Okay, sometimes I lose sight (only for an instant, of course) of just what cool and excellent people my children are. When they are refusing to _____________ (pretty much any phrase will do here), or when they are in the throes of a full-frontal drama attack, or when they make me feel like I don’t know what the hell I’m doing—in those moments I can’t see the forest for the trees. I just blunder around, the high-priestess of self absorption and annoyance, attempting (without success) to sigh my way out of the conflict. Inevitably though, some seemingly small gesture or word from one of my kids skyrockets me into the blue, just below the cloud-line, and I finally see that lush and fertile forest in all of it’s depth and glory, as if for the first time.
Case in point: our trip to the doctor today. My son has had crazy high fevers for nearly a week, fevers that manifest themselves most pointedly in the wee hours of the morning (105 degrees at 3:30am is no party for anyone involved). The poor boy has been a trooper throughout, sweating and hotter than anything that isn’t actually on fire reasonably should be, yet polite and sweet in his request for yet another change of dry pajamas. It’s been a roller coaster ride of he’s-better-he’s-worse and so we had to make another trip to the pediatrician, and had to drag his sister along for the ride.
She was whining and dragging her heels from the moment she was appraised of the doctor plan, staunchly declaiming, “I’m NOT going.

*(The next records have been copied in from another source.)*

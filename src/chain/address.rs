//! Destination and source address parsing for each chain family.
//!
//! # Formats
//! - UTXO: anything `bitcoin::Address` parses, checked against the network
//! - Account: `0x` + 40 hex digits, EIP-55 checksum enforced on mixed case
//! - Instruction: Base58 encoding of a 32-byte public key

use std::str::FromStr;

use alloy::primitives::Address;
use bitcoin::address::{Address as BitcoinAddress, AddressType, NetworkUnchecked};
use bitcoin::Network;

use crate::chain::{Chain, ChainFamily};
use crate::error::{SendError, SendResult};

pub(crate) fn utxo_network(chain: Chain) -> Network {
    match chain {
        Chain::BitcoinTestnet => Network::Testnet,
        _ => Network::Bitcoin,
    }
}

/// A UTXO-chain destination checked against the chain's network.
#[derive(Debug, Clone, PartialEq, Eq)]
pub struct UtxoAddress(BitcoinAddress);

impl UtxoAddress {
    pub fn parse(chain: Chain, address: &str) -> SendResult<Self> {
        if chain.family() != ChainFamily::Utxo {
            return Err(SendError::invalid_address(chain, address, "not a UTXO chain"));
        }
        let unchecked = BitcoinAddress::<NetworkUnchecked>::from_str(address)
            .map_err(|e| SendError::invalid_address(chain, address, e.to_string()))?;
        unchecked
            .require_network(utxo_network(chain))
            .map(UtxoAddress)
            .map_err(|_| SendError::invalid_address(chain, address, "address belongs to another network"))
    }

    pub fn is_p2pkh(&self) -> bool {
        self.0.address_type() == Some(AddressType::P2pkh)
    }

    /// Locking script paying to this address.
    pub fn script_pubkey(&self) -> Vec<u8> {
        self.0.script_pubkey().into_bytes()
    }

    pub fn as_bitcoin(&self) -> &BitcoinAddress {
        &self.0
    }
}

/// P2PKH address for a SEC1-encoded public key.
pub fn p2pkh_address(chain: Chain, public_key: &[u8]) -> SendResult<String> {
    let key = bitcoin::PublicKey::from_slice(public_key)
        .map_err(|e| SendError::Key(format!("invalid public key: {}", e)))?;
    Ok(BitcoinAddress::p2pkh(&key, utxo_network(chain)).to_string())
}

/// Parses an account-chain address, enforcing EIP-55 on mixed-case input.
pub fn parse_account_address(chain: Chain, address: &str) -> SendResult<Address> {
    let hex_part = address
        .strip_prefix("0x")
        .ok_or_else(|| SendError::invalid_address(chain, address, "missing 0x prefix"))?;
    if hex_part.len() != 40 || !hex_part.bytes().all(|b| b.is_ascii_hexdigit()) {
        return Err(SendError::invalid_address(chain, address, "expected 40 hex digits"));
    }

    let has_lower = hex_part.bytes().any(|b| b.is_ascii_lowercase());
    let has_upper = hex_part.bytes().any(|b| b.is_ascii_uppercase());
    if has_lower && has_upper {
        return Address::parse_checksummed(address, None)
            .map_err(|_| SendError::invalid_address(chain, address, "EIP-55 checksum mismatch"));
    }

    address
        .parse::<Address>()
        .map_err(|e| SendError::invalid_address(chain, address, e.to_string()))
}

/// Parses an instruction-chain public key.
pub fn parse_instruction_address(chain: Chain, address: &str) -> SendResult<[u8; 32]> {
    let bytes = bs58::decode(address)
        .into_vec()
        .map_err(|e| SendError::invalid_address(chain, address, e.to_string()))?;
    <[u8; 32]>::try_from(bytes.as_slice()).map_err(|_| {
        SendError::invalid_address(
            chain,
            address,
            format!("decoded length {} is not 32", bytes.len()),
        )
    })
}

/// Validates `address` for `chain` without keeping the decoded form.
pub fn validate_address(chain: Chain, address: &str) -> SendResult<()> {
    match chain.family() {
        ChainFamily::Utxo => UtxoAddress::parse(chain, address).map(|_| ()),
        ChainFamily::Account => parse_account_address(chain, address).map(|_| ()),
        ChainFamily::Instruction => parse_instruction_address(chain, address).map(|_| ()),
    }
}

/// Compares two addresses the way the chain treats them (hex is case-insensitive).
pub fn same_address(chain: Chain, left: &str, right: &str) -> bool {
    match chain.family() {
        ChainFamily::Account => left.eq_ignore_ascii_case(right),
        ChainFamily::Utxo | ChainFamily::Instruction => left == right,
    }
}
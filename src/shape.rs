use crate::{Error, Points, ShortVec, TransformFn, Transformable};

/// A set of points which can transform itself.
#[derive(Debug, Clone, PartialEq)]
pub struct PointCloud {
    points: Points,
}

impl PointCloud {
    pub fn new(points: Points) -> Self {
        Self { points }
    }

    pub fn from_rows<R: AsRef<[f64]>>(rows: &[R]) -> Result<Self, Error> {
        Ok(Self::new(Points::from_rows(rows)?))
    }

    pub fn n_dims(&self) -> usize {
        self.points.n_dims()
    }

    pub fn n_points(&self) -> usize {
        self.points.n_points()
    }

    pub fn points(&self) -> &Points {
        &self.points
    }

    pub fn into_points(self) -> Points {
        self.points
    }

    pub fn centre(&self) -> ShortVec<f64> {
        self.points.centre()
    }
}

impl From<Points> for PointCloud {
    fn from(points: Points) -> Self {
        Self::new(points)
    }
}

impl Transformable for PointCloud {
    fn transform_inplace(&mut self, transform: &TransformFn<'_>) -> Result<(), Error> {
        self.points = transform(&self.points)?;
        Ok(())
    }
}
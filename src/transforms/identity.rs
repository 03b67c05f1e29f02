use std::sync::Arc;

use crate::{
    ComposableTransform, ComposesWith, Error, Invertible, Matrix, Transform, TransformKind,
};

/// A no-op transform which returns the input point as the output point.
///
/// Defined for one dimensionality.
#[derive(Debug, Default, Clone, Copy, PartialEq, Eq)]
pub struct Identity(usize);

impl Identity {
    pub fn new(n_dims: usize) -> Self {
        Self(n_dims)
    }
}

impl Transform for Identity {
    fn n_dims(&self) -> Option<usize> {
        Some(self.0)
    }

    fn kind(&self) -> TransformKind {
        TransformKind::Identity
    }

    fn transform_into(&self, pt: &[f64], buf: &mut [f64]) {
        buf.copy_from_slice(pt);
    }

    fn h_matrix(&self) -> Option<Matrix> {
        Some(Matrix::identity(self.0 + 1))
    }

    fn invert(&self) -> Option<Arc<dyn Transform>> {
        Some(Arc::new(*self))
    }

    fn as_composable(&self) -> Option<&dyn ComposableTransform> {
        Some(self)
    }

    fn as_composable_mut(&mut self) -> Option<&mut dyn ComposableTransform> {
        Some(self)
    }
}

impl ComposableTransform for Identity {
    fn composes_inplace_with(&self) -> ComposesWith {
        ComposesWith::Kinds(&[TransformKind::Identity])
    }

    fn compose_before_inplace_unchecked(&mut self, _transform: &dyn Transform) -> Result<(), Error> {
        Ok(())
    }

    fn compose_after_inplace_unchecked(&mut self, _transform: &dyn Transform) -> Result<(), Error> {
        Ok(())
    }
}

impl Invertible for Identity {
    fn has_true_inverse(&self) -> bool {
        true
    }

    fn build_pseudoinverse(&self) -> Result<Self, Error> {
        Ok(*self)
    }
}
//! Composable spatial transforms over arrays of points.
//!
//! Every [Transform] maps points in one space to points in another.
//! Transforms can be applied to raw [Points] arrays
//! or to any [Transformable] object, such as a [PointCloud],
//! and composed with each other: natively where the kinds allow it
//! (see [ComposableTransform]), otherwise as a [TransformChain].
//!
//! Capabilities beyond the core interface are separate traits:
//! parameter vectors ([Vectorizable]), inversion ([Invertible]),
//! and fitting to a source and target point cloud ([Alignable]).
use smallvec::SmallVec;

#[cfg(test)]
mod tests;

mod error;
pub use error::Error;

mod points;
pub use points::Points;

mod matrix;
pub use matrix::Matrix;

mod traits;
pub use traits::{
    ApplyOptions, CloneTransform, Transform, TransformExt, TransformFn, Transformable,
};

mod composable;
pub use composable::{ComposableTransform, ComposesWith, TransformKind, VComposableTransform};

mod vectorizable;
pub use vectorizable::Vectorizable;

mod invertible;
pub use invertible::{Invertible, VInvertible};

mod alignment;
pub use alignment::{Alignable, Alignment, PureAlignment, verify_source_and_target};

mod shape;
pub use shape::PointCloud;

mod transforms;
pub use transforms::{
    Affine, Identity, NearestDisplacement, Scale, TransformChain, TransformChainBuilder,
    Translation,
};

pub const COORD_SIZE: usize = 6;

/// A short vector type alias for convenience,
/// which avoids allocating for points of up to [COORD_SIZE] dimensions.
pub type ShortVec<T> = SmallVec<[T; COORD_SIZE]>;
use thiserror::Error;

use crate::{ComposesWith, TransformKind};

/// Errors produced while building, composing, applying or aligning transforms.
#[derive(Debug, Clone, PartialEq, Error)]
pub enum Error {
    /// In-place composition was attempted with a kind the receiver cannot absorb.
    #[error("{receiver} can only compose inplace with {accepted} - not {given}")]
    IncompatibleComposition {
        receiver: TransformKind,
        accepted: ComposesWith,
        given: TransformKind,
    },

    /// An alignment-only operation was called on a transform
    /// which was not built with the align constructor.
    #[error("not an alignment transform: build it with the align constructor")]
    NotAnAlignment,

    #[error("dimensionality mismatch: expected {expected}D, got {found}D")]
    DimensionMismatch { expected: usize, found: usize },

    #[error("point count mismatch: expected {expected} points, got {found}")]
    PointCountMismatch { expected: usize, found: usize },

    #[error("parameter vector has length {found}, expected {expected}")]
    ParameterCount { expected: usize, found: usize },

    #[error("{0} does not expose a parameter vector")]
    NotVectorizable(TransformKind),

    #[error("transform is not invertible: {0}")]
    NotInvertible(String),

    #[error("invalid parameter: {0}")]
    InvalidParameter(String),

    #[error("invalid coordinate array: {0}")]
    InvalidArray(String),
}
//! Native composition.
//!
//! Any two transforms can be composed into a [TransformChain](crate::TransformChain).
//! Some transforms know how to absorb certain other kinds of transform directly,
//! e.g. two translations compose into a single translation.
//!
//! The mathematical composition `(a o b)(x) == a(b(x))` is provided by the `compose_after` family:
//! `a.compose_after(b).apply(x) == a.apply(b.apply(x))`.
//! The reverse order, where the other transform is applied to the result of this one,
//! is provided by the `compose_before` family:
//! `a.compose_before(b).apply(x) == b.apply(a.apply(x))`.
use std::fmt;

use crate::{Error, Transform, Vectorizable, traits::check_connects};

/// Identifies the concrete kind of a transform for capability dispatch.
#[derive(Debug, Clone, Copy, PartialEq, Eq, Hash)]
pub enum TransformKind {
    Chain,
    Identity,
    Translation,
    Scale,
    Affine,
    NearestDisplacement,
    /// A kind defined outside this crate.
    Custom(&'static str),
}

impl fmt::Display for TransformKind {
    fn fmt(&self, f: &mut fmt::Formatter<'_>) -> fmt::Result {
        match self {
            TransformKind::Chain => f.write_str("TransformChain"),
            TransformKind::Identity => f.write_str("Identity"),
            TransformKind::Translation => f.write_str("Translation"),
            TransformKind::Scale => f.write_str("Scale"),
            TransformKind::Affine => f.write_str("Affine"),
            TransformKind::NearestDisplacement => f.write_str("NearestDisplacement"),
            TransformKind::Custom(name) => f.write_str(name),
        }
    }
}

/// The kinds of transform which a [ComposableTransform] can absorb without chaining.
#[derive(Debug, Clone, Copy, PartialEq, Eq)]
pub enum ComposesWith {
    Any,
    Kinds(&'static [TransformKind]),
}

impl ComposesWith {
    pub fn accepts(&self, transform: &dyn Transform) -> bool {
        match self {
            ComposesWith::Any => true,
            ComposesWith::Kinds(kinds) => kinds.contains(&transform.kind()),
        }
    }
}

impl fmt::Display for ComposesWith {
    fn fmt(&self, f: &mut fmt::Formatter<'_>) -> fmt::Result {
        match self {
            ComposesWith::Any => f.write_str("any transform"),
            ComposesWith::Kinds(kinds) => {
                f.write_str("[")?;
                for (idx, k) in kinds.iter().enumerate() {
                    if idx > 0 {
                        f.write_str(", ")?;
                    }
                    write!(f, "{k}")?;
                }
                f.write_str("]")
            }
        }
    }
}

/// A transform which can absorb other transforms of certain kinds,
/// staying the same kind itself.
///
/// Implementors should also return `Some(self)` from
/// [Transform::as_composable] and [Transform::as_composable_mut],
/// which is how [Transform::compose_before] and [Transform::compose_after]
/// find the native path.
pub trait ComposableTransform: Transform {
    /// The kinds of transform which this transform composes against natively.
    fn composes_inplace_with(&self) -> ComposesWith;

    /// Combine `transform` into this one, so that it is applied after the original.
    ///
    /// Callers guarantee that `transform` is accepted by [ComposableTransform::composes_inplace_with]
    /// and that dimensionalities connect.
    fn compose_before_inplace_unchecked(&mut self, transform: &dyn Transform) -> Result<(), Error>;

    /// Combine `transform` into this one, so that it is applied before the original.
    ///
    /// Callers guarantee that `transform` is accepted by [ComposableTransform::composes_inplace_with]
    /// and that dimensionalities connect.
    fn compose_after_inplace_unchecked(&mut self, transform: &dyn Transform) -> Result<(), Error>;

    /// `a_orig = a.clone(); a.compose_before_inplace(b)` gives
    /// `a.apply(p) == b.apply(a_orig.apply(p))`.
    ///
    /// `transform` is left unchanged.
    /// Fails, leaving this transform unchanged,
    /// if `transform` cannot be absorbed.
    fn compose_before_inplace(&mut self, transform: &dyn Transform) -> Result<(), Error> {
        self.check_composes_inplace(transform)?;
        check_connects(self.n_dims_output(), transform.n_dims())?;
        self.compose_before_inplace_unchecked(transform)
    }

    /// `a_orig = a.clone(); a.compose_after_inplace(b)` gives
    /// `a.apply(p) == a_orig.apply(b.apply(p))`.
    ///
    /// `transform` is left unchanged.
    /// Fails, leaving this transform unchanged,
    /// if `transform` cannot be absorbed.
    fn compose_after_inplace(&mut self, transform: &dyn Transform) -> Result<(), Error> {
        self.check_composes_inplace(transform)?;
        check_connects(transform.n_dims_output(), self.n_dims())?;
        self.compose_after_inplace_unchecked(transform)
    }

    fn check_composes_inplace(&self, transform: &dyn Transform) -> Result<(), Error> {
        let accepted = self.composes_inplace_with();
        if accepted.accepts(transform) {
            Ok(())
        } else {
            Err(Error::IncompatibleComposition {
                receiver: self.kind(),
                accepted,
                given: transform.kind(),
            })
        }
    }
}

/// Composition shortcuts for transforms with a parameter vector.
///
/// The defaults build a transform from the vector and compose with it;
/// implementors may override them to avoid building the intermediate object.
pub trait VComposableTransform: ComposableTransform + Vectorizable + Clone + Sized {
    /// `a.compose_before_from_vector_inplace(b_vec)` is
    /// `a.compose_before_inplace(a.from_vector(b_vec))`.
    fn compose_before_from_vector_inplace(&mut self, vector: &[f64]) -> Result<(), Error> {
        let transform = self.from_vector(vector)?;
        self.compose_before_inplace(&transform)
    }

    /// `a.compose_after_from_vector_inplace(b_vec)` is
    /// `a.compose_after_inplace(a.from_vector(b_vec))`.
    fn compose_after_from_vector_inplace(&mut self, vector: &[f64]) -> Result<(), Error> {
        let transform = self.from_vector(vector)?;
        self.compose_after_inplace(&transform)
    }

    /// An after-composition built only from vector encoding and the before path:
    /// take `transform`'s parameters, then compose the original parameters before them.
    ///
    /// Suitable as [ComposableTransform::compose_after_inplace_unchecked]
    /// when `transform` shares this transform's parameter encoding.
    fn compose_after_inplace_by_vectors(&mut self, transform: &dyn Transform) -> Result<(), Error> {
        let theirs = transform
            .as_vectorizable()
            .ok_or(Error::NotVectorizable(transform.kind()))?
            .as_vector();
        let own = self.as_vector();
        self.update_from_vector(&theirs)?;
        self.compose_before_from_vector_inplace(&own)
    }
}
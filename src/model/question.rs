use std::fmt::{Display, Formatter};
use std::ops::{Deref, DerefMut};
use std::str::FromStr;

use serde::{Deserialize, Serialize};

/// Unique, positive question identifier. Matches the `serial` column type.
pub type QuestionId = i32;

/// Category given to questions that are created without one.
pub const DEFAULT_CATEGORY: &str = "رومانسي";

/// The kind of question being asked.
#[derive(Debug, Default, Clone, Copy, PartialEq, Eq, Hash, Serialize, Deserialize)]
#[serde(rename_all = "lowercase")]
pub enum QuestionType {
    /// Multiple choice; the answer indexes into the options.
    #[default]
    Mcq,
    /// True/false.
    Tf,
}

impl QuestionType {
    pub fn as_str(&self) -> &'static str {
        match self {
            Self::Mcq => "mcq",
            Self::Tf => "tf",
        }
    }
}

impl Display for QuestionType {
    fn fmt(&self, f: &mut Formatter<'_>) -> std::fmt::Result {
        f.write_str(self.as_str())
    }
}

impl FromStr for QuestionType {
    type Err = String;

    fn from_str(s: &str) -> Result<Self, Self::Err> {
        match s {
            "mcq" => Ok(Self::Mcq),
            "tf" => Ok(Self::Tf),
            other => Err(other.to_string()),
        }
    }
}

/// A stored correct answer: usually an option index or a free-text token.
///
/// Older question files may also hold booleans or non-integer numbers, which
/// are kept as they are.
#[derive(Debug, Clone, PartialEq, Serialize, Deserialize)]
#[serde(untagged)]
pub enum Answer {
    Integer(i64),
    Float(f64),
    Boolean(bool),
    Text(String),
}

impl Display for Answer {
    fn fmt(&self, f: &mut Formatter<'_>) -> std::fmt::Result {
        match self {
            Self::Integer(i) => write!(f, "{i}"),
            Self::Float(x) => write!(f, "{x}"),
            Self::Boolean(b) => write!(f, "{b}"),
            Self::Text(text) => f.write_str(text),
        }
    }
}

impl From<i64> for Answer {
    fn from(i: i64) -> Self {
        Self::Integer(i)
    }
}

impl From<&str> for Answer {
    fn from(text: &str) -> Self {
        Self::Text(text.to_string())
    }
}

fn default_category() -> String {
    DEFAULT_CATEGORY.to_string()
}

/// Core question data.
#[derive(Debug, Clone, PartialEq, Serialize, Deserialize)]
pub struct QuestionCore {
    #[serde(rename = "type", default)]
    pub kind: QuestionType,
    pub question: String,
    pub options: Vec<String>,
    pub correct_answer: Answer,
    #[serde(default = "default_category")]
    pub category: String,
}

impl QuestionCore {
    /// Overwrite every field that is present in the patch.
    pub fn apply(&mut self, patch: QuestionPatch) {
        let QuestionPatch {
            kind,
            question,
            options,
            correct_answer,
            category,
        } = patch;
        if let Some(kind) = kind {
            self.kind = kind;
        }
        if let Some(question) = question {
            self.question = question;
        }
        if let Some(options) = options {
            self.options = options;
        }
        if let Some(correct_answer) = correct_answer {
            self.correct_answer = correct_answer;
        }
        if let Some(category) = category {
            self.category = category;
        }
    }
}

/// A question that has not been assigned an ID yet.
pub type NewQuestion = QuestionCore;

/// A stored question, with its unique ID.
#[derive(Debug, Clone, PartialEq, Serialize, Deserialize)]
pub struct Question {
    pub id: QuestionId,
    #[serde(flatten)]
    pub core: QuestionCore,
}

impl Question {
    pub fn new(id: QuestionId, core: NewQuestion) -> Self {
        Self { id, core }
    }
}

impl Deref for Question {
    type Target = QuestionCore;

    fn deref(&self) -> &Self::Target {
        &self.core
    }
}

impl DerefMut for Question {
    fn deref_mut(&mut self) -> &mut Self::Target {
        &mut self.core
    }
}

/// A partial update; `None` fields keep their stored value.
#[derive(Debug, Clone, Default, PartialEq)]
pub struct QuestionPatch {
    pub kind: Option<QuestionType>,
    pub question: Option<String>,
    pub options: Option<Vec<String>>,
    pub correct_answer: Option<Answer>,
    pub category: Option<String>,
}

impl QuestionPatch {
    pub fn is_empty(&self) -> bool {
        *self == Self::default()
    }
}

/// Example data for tests.
#[cfg(test)]
mod examples {
    use super::*;

    impl QuestionCore {
        pub fn example() -> Self {
            Self {
                kind: QuestionType::Mcq,
                question: "ما هو أجمل يوم قضيناه معاً؟".to_string(),
                options: vec![
                    "يوم لقائنا الأول".to_string(),
                    "رحلتنا إلى البحر".to_string(),
                    "عيد ميلادك".to_string(),
                ],
                correct_answer: Answer::Text("0".to_string()),
                category: DEFAULT_CATEGORY.to_string(),
            }
        }

        pub fn example_tf() -> Self {
            Self {
                kind: QuestionType::Tf,
                question: "Is the sky blue?".to_string(),
                options: vec!["True".to_string(), "False".to_string()],
                correct_answer: Answer::Integer(0),
                category: "general".to_string(),
            }
        }
    }
}
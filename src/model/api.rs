//! Request and response bodies of the JSON API.

use serde::{Deserialize, Serialize};
use serde_json::{Map, Value};

use super::question::Question;

/// Body of `POST /api/submit`. The `answers` object is required but may be empty.
#[derive(Debug, Default, Clone, Deserialize)]
pub struct Submission {
    /// Question ID to submitted answer.
    pub answers: Map<String, Value>,
}

/// Successful answer of the add and update endpoints.
#[derive(Debug, Clone, Serialize, Deserialize)]
pub struct QuestionSaved {
    pub success: bool,
    pub question: Question,
}

impl From<Question> for QuestionSaved {
    fn from(question: Question) -> Self {
        Self {
            success: true,
            question,
        }
    }
}

/// Successful answer of the delete endpoint.
#[derive(Debug, Clone, Serialize, Deserialize)]
pub struct Deleted {
    pub success: bool,
}

/// Form posted by the admin login page.
#[derive(Debug, FromForm)]
pub struct LoginForm {
    #[field(default = String::new())]
    pub password: String,
}
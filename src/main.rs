use log::{error, info, LevelFilter};
use rocket::Error as RocketError;
use thiserror::Error;

/// Errors that are critical to the entire server.
#[derive(Debug, Error)]
enum Error {
    #[error(transparent)]
    RocketError(#[from] RocketError),
}

async fn run() -> Result<(), Error> {
    info!("Configuring server...");
    let rocket = quiz_backend::build().ignite().await?;
    info!("...server configured!");
    // Disable rocket logging from now on.
    log4rs_dynamic_filters::DynamicLevelFilter::set("rocket", LevelFilter::Off);
    let _ = rocket.launch().await?;
    Ok(())
}

#[rocket::main]
async fn main() {
    // Set up logging.
    if let Err(err) =
        log4rs::init_file("log4rs.yaml", log4rs_dynamic_filters::default_deserializers())
    {
        eprintln!("Failed to initialise logging: {err}");
        std::process::exit(1)
    }
    info!("Initialised logging");

    // Launch server.
    if let Err(err) = run().await {
        error!("{err}");
        error!("Critical failure, shutting down");
        std::process::exit(1)
    }
}
use log::{info, warn};
use rocket::{
    form::Form,
    http::CookieJar,
    response::{content::RawHtml, Redirect},
    Route, State,
};

use crate::config::Config;
use crate::error::Result;
use crate::model::{
    admin::{authenticate, AdminSession},
    api::LoginForm,
};
use crate::pages::Pages;

pub fn routes() -> Vec<Route> {
    routes![login_page, login_submit, logout]
}

/// Either a redirect into the dashboard or the login page again.
#[derive(Responder)]
enum LoginOutcome {
    SignedIn(Redirect),
    Rejected(RawHtml<String>),
}

#[get("/admin/login")]
fn login_page(pages: &State<Pages>) -> Result<RawHtml<String>> {
    pages.login(None)
}

#[post("/admin/login", data = "<login>")]
fn login_submit(
    login: Form<LoginForm>,
    cookies: &CookieJar<'_>,
    config: &State<Config>,
    pages: &State<Pages>,
) -> Result<LoginOutcome> {
    let password = login.password.trim();
    if password.is_empty() {
        let page = pages.login(Some("الرجاء إدخال كلمة المرور"))?;
        return Ok(LoginOutcome::Rejected(page));
    }
    if !authenticate(config.admin_password(), password) {
        warn!("Rejected admin login with an incorrect password");
        let page = pages.login(Some("كلمة المرور غير صحيحة"))?;
        return Ok(LoginOutcome::Rejected(page));
    }

    AdminSession::sign_in(cookies);
    info!("Admin signed in");
    Ok(LoginOutcome::SignedIn(Redirect::to("/admin")))
}

#[get("/admin/logout")]
fn logout(cookies: &CookieJar<'_>) -> Redirect {
    AdminSession::sign_out(cookies);
    Redirect::to("/")
}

I WILL NOT go,” even as we made our way to the car. She hemmed and hawed in the backseat, sighing repeatedly and loudly (where’d she get that?), all the way to the waiting room. She managed to reign it in for the public good, but once the visit was over and we returned to the car, her crabbiness was ressurected. I’m driving, trying to remain neutral (She’s had a long day at school, of course she doesn’t want to get dragged to the doctor, who would? Sure, I get it. She needs her dinner, she probably didn’t eat her lunch again or drink enough today and this is how it goes…but I wish she’d f*ing can it already). Somehow, we all make it to the front door in one emotional piece, and then she says, “gluey martin is a little tiny ghost.”
“What?” I say.
She repeats herself.
I am delighted by this sentence. “That sounds like the start of a poem,” I say.
Her eyes light up and she says, “His favorite food is jam on toast!” (slight pause) “I’m going to write the rest of it!” She kicks off her shoes in a way most joyful (and without hitting anyone) and runs to the kitchen, where all such things are created. She returns moments later (seriously, moments) with this, written out in her charming, 7-year-old hand:
Gluey Martin, the little tiny ghost
poem by MMG
Gluey Martin is a little tiny ghost.
His favorite food is jam on toast.
He sneaks around at ten o’clock.
When you see him he gives you a shock.
One night he scared some robbers away
By saying he would kill them if they wanted to stay.
So if you see a little tiny ghost
Don’t be afraid. It’s just Gluey Martin.
I am stunned by its completeness and its mix of the whimsical and the sinister. She beams up at me, utterly transformed from the quivering pile of complaints that she was ten minutes before into a self-assured second-grader who understands where she fits in the world and how the world fits around her. Now I realize that this poem isn’t Yeats or Elliot or Adrienne Rich, but I love it, and so does she. I reminded, not for the first time, of how incredibly creative she is. Art-making has been her friend and her tool almost from birth—by the age of two she understood (unconsciously, of course) that she could process her experiences, the good and the bad, by drawing them or sculpting them and so work out whatever she needed to. A lot of her foul moods can be softened immediately by putting a pen and paper in her hands (why do I not remember this more often?!?).
I am so thankful that she has connected with such a fundamental and powerful communication tool so early in her life. May she never become disconnected from it. I guess it’s our job to ensure she doesn’t, at least for the first 18 years.